Furthermore, Putin and Xi issued a joint statement in 2023, which claimed that “the two countries transcend such a model of state-to-state relations, adopting an approach of no-alliance, no-confrontation and not targeting any third party.” This shows the limits of their cooperation.
Meaning, while they have an intertwined relationship and both sometimes align against the USA’s hegemony, they are not ideologically motivated and are not even fully aligned. With China being a major partner, it can pressure for further alignment, even if not born out of ideological desire, rather than opposition to the current world order.
Can the countries be separated?
For some in the US, especially, the idea is that these countries can be cut off from each other. However, they are both deeply intertwined, and conceding to Russia to cut this alliance cannot work, even if the relationship is deeply unequal. In fact, China benefits from the dependence, and Russia cannot function without it. However, as evidenced by the low level of investment, we can see that China is cautious, and further economic instability within Russia and a weaker Russia militarily would give Beijing pause for thought.

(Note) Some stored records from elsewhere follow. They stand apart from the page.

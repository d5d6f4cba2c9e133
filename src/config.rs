//! Run configuration.
//!
//! Settings come from an optional YAML file and from CLI flags; CLI values
//! take precedence, defaults fill whatever neither sets.

use bookstore_gen::{DefectPolicy, GeneratorConfig, Variant};
use chrono::NaiveDate;
use serde::{Deserialize, Serialize};
use std::fs;
use std::path::{Path, PathBuf};

use crate::store::DEFAULT_BATCH_SIZE;

/// Default rows per entity
pub const DEFAULT_COUNT: usize = 1000;
/// Default upper bound for reference columns
pub const DEFAULT_REFERENCE_MAX: i64 = 1000;

/// Runtime configuration for a seeding run
#[derive(Debug, Clone)]
pub struct SeedConfig {
    /// Database file (None for an in-memory database)
    pub database: Option<PathBuf>,
    pub variant: Variant,
    /// Rows per entity
    pub count: usize,
    /// Upper bound for reference columns
    pub reference_max: i64,
    /// Random seed (None draws one from OS entropy)
    pub seed: Option<u64>,
    /// Anchor date for order dates (None for today)
    pub as_of: Option<NaiveDate>,
    /// Rows per insert batch
    pub batch_size: usize,
    /// Declare foreign keys in the DDL
    pub enforce_foreign_keys: bool,
    pub defects: DefectPolicy,
    /// Show progress
    pub progress: bool,
    /// Generate only, skip storage
    pub dry_run: bool,
}

impl Default for SeedConfig {
    fn default() -> Self {
        Self {
            database: None,
            variant: Variant::Clean,
            count: DEFAULT_COUNT,
            reference_max: DEFAULT_REFERENCE_MAX,
            seed: None,
            as_of: None,
            batch_size: DEFAULT_BATCH_SIZE,
            enforce_foreign_keys: false,
            defects: DefectPolicy::default(),
            progress: false,
            dry_run: false,
        }
    }
}

impl SeedConfig {
    /// Create a new builder
    pub fn builder() -> SeedConfigBuilder {
        SeedConfigBuilder::default()
    }

    /// Validate the configuration
    pub fn validate(&self) -> anyhow::Result<()> {
        if self.count == 0 {
            anyhow::bail!("count must be at least 1");
        }
        if self.reference_max < 1 {
            anyhow::bail!("reference_max must be at least 1");
        }
        if self.batch_size == 0 {
            anyhow::bail!("batch_size must be at least 1");
        }
        check_rate("email_null_rate", self.defects.email_null_rate)?;
        check_rate("address_null_rate", self.defects.address_null_rate)?;
        Ok(())
    }

    /// Generator settings for a resolved anchor date
    pub fn generator_config(&self, as_of: NaiveDate) -> GeneratorConfig {
        GeneratorConfig {
            count: self.count,
            reference_max: self.reference_max,
            as_of,
            variant: self.variant,
            defects: self.defects.clone(),
        }
    }
}

fn check_rate(name: &str, rate: f64) -> anyhow::Result<()> {
    if !(0.0..=1.0).contains(&rate) {
        anyhow::bail!("{} must be between 0 and 1, got {}", name, rate);
    }
    Ok(())
}

/// Builder for SeedConfig
#[derive(Default)]
pub struct SeedConfigBuilder {
    config_file: Option<PathBuf>,
    database: Option<PathBuf>,
    variant: Option<Variant>,
    count: Option<usize>,
    reference_max: Option<i64>,
    seed: Option<u64>,
    as_of: Option<NaiveDate>,
    batch_size: Option<usize>,
    enforce_foreign_keys: bool,
    email_null_rate: Option<f64>,
    address_null_rate: Option<f64>,
    duplicate_orders: Option<usize>,
    null_detail_rows: Option<usize>,
    progress: bool,
    dry_run: bool,
}

impl SeedConfigBuilder {
    pub fn config_file(mut self, path: Option<PathBuf>) -> Self {
        self.config_file = path;
        self
    }

    pub fn database(mut self, path: Option<PathBuf>) -> Self {
        self.database = path;
        self
    }

    pub fn variant(mut self, variant: Option<Variant>) -> Self {
        self.variant = variant;
        self
    }

    pub fn count(mut self, count: Option<usize>) -> Self {
        self.count = count;
        self
    }

    pub fn reference_max(mut self, reference_max: Option<i64>) -> Self {
        self.reference_max = reference_max;
        self
    }

    pub fn seed(mut self, seed: Option<u64>) -> Self {
        self.seed = seed;
        self
    }

    pub fn as_of(mut self, as_of: Option<NaiveDate>) -> Self {
        self.as_of = as_of;
        self
    }

    pub fn batch_size(mut self, batch_size: Option<usize>) -> Self {
        self.batch_size = batch_size;
        self
    }

    pub fn enforce_foreign_keys(mut self, enforce: bool) -> Self {
        self.enforce_foreign_keys = enforce;
        self
    }

    pub fn email_null_rate(mut self, rate: Option<f64>) -> Self {
        self.email_null_rate = rate;
        self
    }

    pub fn address_null_rate(mut self, rate: Option<f64>) -> Self {
        self.address_null_rate = rate;
        self
    }

    pub fn duplicate_orders(mut self, count: Option<usize>) -> Self {
        self.duplicate_orders = count;
        self
    }

    pub fn null_detail_rows(mut self, count: Option<usize>) -> Self {
        self.null_detail_rows = count;
        self
    }

    pub fn progress(mut self, progress: bool) -> Self {
        self.progress = progress;
        self
    }

    pub fn dry_run(mut self, dry_run: bool) -> Self {
        self.dry_run = dry_run;
        self
    }

    /// Build and validate the SeedConfig
    pub fn build(self) -> anyhow::Result<SeedConfig> {
        let yaml = match self.config_file {
            Some(ref path) => SeedYamlConfig::load(path)?,
            None => SeedYamlConfig::default(),
        };
        let defaults = SeedConfig::default();

        // CLI overrides YAML, per field
        let yaml_defects = yaml.defects.unwrap_or_default();
        let defects = DefectPolicy {
            email_null_rate: self
                .email_null_rate
                .unwrap_or(yaml_defects.email_null_rate),
            address_null_rate: self
                .address_null_rate
                .unwrap_or(yaml_defects.address_null_rate),
            duplicate_orders: self
                .duplicate_orders
                .unwrap_or(yaml_defects.duplicate_orders),
            null_detail_rows: self
                .null_detail_rows
                .unwrap_or(yaml_defects.null_detail_rows),
        };

        let config = SeedConfig {
            database: self.database.or(yaml.database),
            variant: self.variant.or(yaml.variant).unwrap_or(defaults.variant),
            count: self.count.or(yaml.count).unwrap_or(defaults.count),
            reference_max: self
                .reference_max
                .or(yaml.reference_max)
                .unwrap_or(defaults.reference_max),
            seed: self.seed.or(yaml.seed),
            as_of: self.as_of.or(yaml.as_of),
            batch_size: self
                .batch_size
                .or(yaml.batch_size)
                .unwrap_or(defaults.batch_size),
            enforce_foreign_keys: self.enforce_foreign_keys
                || yaml.enforce_foreign_keys.unwrap_or(false),
            defects,
            progress: self.progress,
            dry_run: self.dry_run,
        };

        config.validate()?;
        Ok(config)
    }
}

/// YAML configuration file structure
#[derive(Debug, Clone, Default, Serialize, Deserialize)]
#[serde(deny_unknown_fields)]
pub struct SeedYamlConfig {
    #[serde(skip_serializing_if = "Option::is_none")]
    pub database: Option<PathBuf>,

    #[serde(skip_serializing_if = "Option::is_none")]
    pub variant: Option<Variant>,

    #[serde(skip_serializing_if = "Option::is_none")]
    pub count: Option<usize>,

    #[serde(skip_serializing_if = "Option::is_none")]
    pub reference_max: Option<i64>,

    /// Random seed for reproducibility
    #[serde(skip_serializing_if = "Option::is_none")]
    pub seed: Option<u64>,

    #[serde(skip_serializing_if = "Option::is_none")]
    pub as_of: Option<NaiveDate>,

    #[serde(skip_serializing_if = "Option::is_none")]
    pub batch_size: Option<usize>,

    #[serde(skip_serializing_if = "Option::is_none")]
    pub enforce_foreign_keys: Option<bool>,

    /// Defect rates for the dirty variant
    #[serde(skip_serializing_if = "Option::is_none")]
    pub defects: Option<DefectPolicy>,
}

impl SeedYamlConfig {
    /// Load configuration from a YAML file
    pub fn load(path: &Path) -> anyhow::Result<Self> {
        let content = fs::read_to_string(path)
            .map_err(|e| anyhow::anyhow!("Cannot read config file {}: {}", path.display(), e))?;
        Self::parse(&content)
            .map_err(|e| anyhow::anyhow!("Invalid config file {}: {}", path.display(), e))
    }

    pub fn parse(content: &str) -> anyhow::Result<Self> {
        let config: Self = serde_yaml_ng::from_str(content)?;
        Ok(config)
    }
}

Russia has ended up with a surplus of goods, and China has stepped in to absorb them. In return, however, China demands significant discounts, turning this into a powerful boost for its own economic growth.
For Russia, this has become a medium-term lifeline for its trade balance. The resulting surplus allows the Kremlin to sustain the war effort and retain room for maneuver in both fiscal and monetary policy.

At the same time, the reality of this so-called “friendship” is clearly visible in the ongoing failure to advance new pipeline projects from Russia to China for additional gas exports. China’s unwillingness to purchase more resources at market prices makes such projects economically unviable. Beijing is only interested in discounted supply pricing that allows it to extract value, either directly or by boosting its domestic industries.
As stated by the German Institute for International and Security Affairs (SWP), “For China, Russia is interesting as an export destination and as a source of natural resources, rather than as an intermediate link in Chinese value chains. For Russia, this means that it could be degraded to a supplier of resources and a buyer of Chinese finished goods, which means less value added in Russia. The result would be lower living standards for Russians and less industrial potential in the future. This kind of cooperation with China would make Russia more like a real petro-state, while Russian manufacturing would be eroded.”
For Russia, this is a pathway to deeper economic decline. Its economy is already operating close to the threshold of profitability, and further concessions only worsen its structural position.
Under these conditions, China has an interest in keeping Putin in power and Russia afloat, but it is doing so only when it benefits itself, and may continue to extract more and more. A meaningful way to disrupt this dynamic would be the expansion of secondary sanctions—measures that would strip China of the economic benefits it derives from Russia, a country that, in a state of war, cannot be treated as a normal or legitimate partner in the global system.
As the European Union Institute for Security Studies says, “China has a strong geopolitical and ideological interest in supporting Russia. But increasing the price for Beijing could make it reduce its support.”